- **DATA**:
//! The puzzle hash chain: keccak-256, then RIPEMD-160, then SHA-256.

use alloy_primitives::{Address, B256};
use ripemd::Ripemd160;
use sha2::{Digest, Sha256};
use tiny_keccak::{Hasher, Keccak};

/// Longest preimage: challenge, address and the 20 digits of `u64::MAX`
const MAX_PREIMAGE: usize = 32 + 20 + 20;

#[inline]
pub fn keccak256(data: &[u8]) -> [u8; 32] {
    let mut keccak = Keccak::v256();
    keccak.update(data);
    let mut out = [0u8; 32];
    keccak.finalize(&mut out);
    out
}

/// Write `nonce` as decimal ASCII into `buf`, returning the digit count
#[inline]
fn write_decimal(mut nonce: u64, buf: &mut [u8; 20]) -> usize {
    let mut digits = [0u8; 20];
    let mut len = 0;
    loop {
        digits[len] = b'0' + (nonce % 10) as u8;
        len += 1;
        nonce /= 10;
        if nonce == 0 {
            break;
        }
    }
    for (dst, src) in buf.iter_mut().zip(digits[..len].iter().rev()) {
        *dst = *src;
    }
    len
}

/// `challenge ‖ address ‖ ascii(nonce)`
pub fn preimage(challenge: &B256, address: &Address, nonce: u64) -> Vec<u8> {
    let mut buf = [0u8; MAX_PREIMAGE];
    let len = fill_preimage(&mut buf, challenge, address, nonce);
    buf[..len].to_vec()
}

#[inline(always)]
fn fill_preimage(
    buf: &mut [u8; MAX_PREIMAGE],
    challenge: &B256,
    address: &Address,
    nonce: u64,
) -> usize {
    buf[..32].copy_from_slice(challenge.as_slice());
    buf[32..52].copy_from_slice(address.as_slice());
    let mut digits = [0u8; 20];
    let n = write_decimal(nonce, &mut digits);
    buf[52..52 + n].copy_from_slice(&digits[..n]);
    52 + n
}

/// Final 32-byte digest for one candidate
#[inline]
pub fn puzzle_hash(challenge: &B256, address: &Address, nonce: u64) -> [u8; 32] {
    let mut buf = [0u8; MAX_PREIMAGE];
    let len = fill_preimage(&mut buf, challenge, address, nonce);

    let first = keccak256(&buf[..len]);
    let second = Ripemd160::digest(first);
    Sha256::digest(second).into()
}
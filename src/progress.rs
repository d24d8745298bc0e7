use indicatif::{ProgressBar, ProgressStyle};
use std::time::{Duration, Instant};

/// Hashrate spinner fed from the solver's shared counters
pub struct ProgressDisplay {
    bar: ProgressBar,
    start_time: Instant,
}

impl ProgressDisplay {
    pub fn new() -> Self {
        let bar = ProgressBar::new_spinner();

        let style = ProgressStyle::default_spinner()
            .template("{spinner:.green} [{elapsed_precise}] {msg}")
            .unwrap_or_else(|_| ProgressStyle::default_spinner())
            .tick_chars("⠁⠂⠄⡀⢀⠠⠐⠈ ");

        bar.set_style(style);
        bar.set_message("Waiting for puzzle | 0 H/s | 0 attempts | ETA: -");

        Self {
            bar,
            start_time: Instant::now(),
        }
    }

    /// `attempts` counts every search so far; `search_attempts` and
    /// `expected` describe the search in flight and drive the ETA.
    pub fn update(&self, attempts: u64, search_attempts: u64, expected: u64) {
        let elapsed = self.start_time.elapsed().as_secs_f64();
        let hashrate = if elapsed > 0.0 {
            attempts as f64 / elapsed
        } else {
            0.0
        };

        self.bar.set_message(format!(
            "{} | {} attempts | ETA: {}",
            format_hashrate(hashrate),
            format_number(attempts),
            format_eta(hashrate, expected, search_attempts)
        ));
        self.bar.tick();
    }

    pub fn finish(&self, attempts: u64) {
        let elapsed = self.start_time.elapsed();
        let hashrate = attempts as f64 / elapsed.as_secs_f64().max(f64::EPSILON);

        self.bar.finish_with_message(format!(
            "Stopped after {} ({} attempts, {})",
            format_duration(elapsed),
            format_number(attempts),
            format_hashrate(hashrate)
        ));
    }
}

impl Default for ProgressDisplay {
    fn default() -> Self {
        Self::new()
    }
}

pub fn format_hashrate(hashrate: f64) -> String {
    if hashrate >= 1_000_000.0 {
        format!("{:.2} MH/s", hashrate / 1_000_000.0)
    } else if hashrate >= 1_000.0 {
        format!("{:.2} KH/s", hashrate / 1_000.0)
    } else {
        format!("{:.0} H/s", hashrate)
    }
}

pub fn format_number(n: u64) -> String {
    if n >= 1_000_000_000 {
        format!("{:.2}B", n as f64 / 1_000_000_000.0)
    } else if n >= 1_000_000 {
        format!("{:.2}M", n as f64 / 1_000_000.0)
    } else if n >= 1_000 {
        format!("{:.2}K", n as f64 / 1_000.0)
    } else {
        format!("{}", n)
    }
}

/// Time left until the average solution, or `-` when unknown
pub fn format_eta(hashrate: f64, expected: u64, done: u64) -> String {
    if hashrate <= 0.0 || expected == 0 {
        return "-".to_string();
    }
    let remaining = expected.saturating_sub(done);
    let secs = remaining as f64 / hashrate;
    match Duration::try_from_secs_f64(secs) {
        Ok(eta) => format_duration(eta),
        Err(_) => "-".to_string(),
    }
}

pub fn format_duration(duration: Duration) -> String {
    let secs = duration.as_secs();
    if secs >= 3600 {
        format!("{}h {}m", secs / 3600, (secs % 3600) / 60)
    } else if secs >= 60 {
        format!("{}m {}s", secs / 60, secs % 60)
    } else {
        format!("{}s", secs)
    }
}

- **WORK ORDER**: Each line with the word "into" in the records above belongs in the result; copy all of them.

- **YOUR SOLUTION**:
/// Write `nonce` as decimal ASCII into `buf`, returning the digit count
    Sha256::digest(second).into()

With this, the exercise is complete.